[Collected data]
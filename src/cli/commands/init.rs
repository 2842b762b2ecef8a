use std::{fs, path::Path};

use anyhow::{Result, bail};

use super::helper::done;
use super::{CommandResult, CommandSummary, InitSummary};
use crate::config::{CONFIG_FILE_NAME, default_config_json};

pub fn init() -> Result<CommandResult> {
    let config_path = Path::new(CONFIG_FILE_NAME);
    if config_path.exists() {
        bail!("{} already exists", CONFIG_FILE_NAME);
    }

    fs::write(config_path, default_config_json()?)?;
    Ok(done(CommandSummary::Init(InitSummary { created: true })))
}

### ACTION ITEM
Once you have read the records, output each one exactly as written.

### COMPLETED EXERCISE
filename src/cli/commands/init.rs
repository 2842b762b2ecef8a
use std::{fs, path::Path};

use anyhow::{Result, bail};

use super::helper::done;
use super::{CommandResult, CommandSummary, InitSummary};
use crate::config::{CONFIG_FILE_NAME, default_config_json};

pub fn init() -> Result<CommandResult> {
    let config_path = Path::new(CONFIG_FILE_NAME);
    if config_path.exists() {
        bail!("{} already exists", CONFIG_FILE_NAME);
    }

    fs::write(config_path, default_config_json()?)?;
    Ok(done(CommandSummary::Init(InitSummary { created: true })))
}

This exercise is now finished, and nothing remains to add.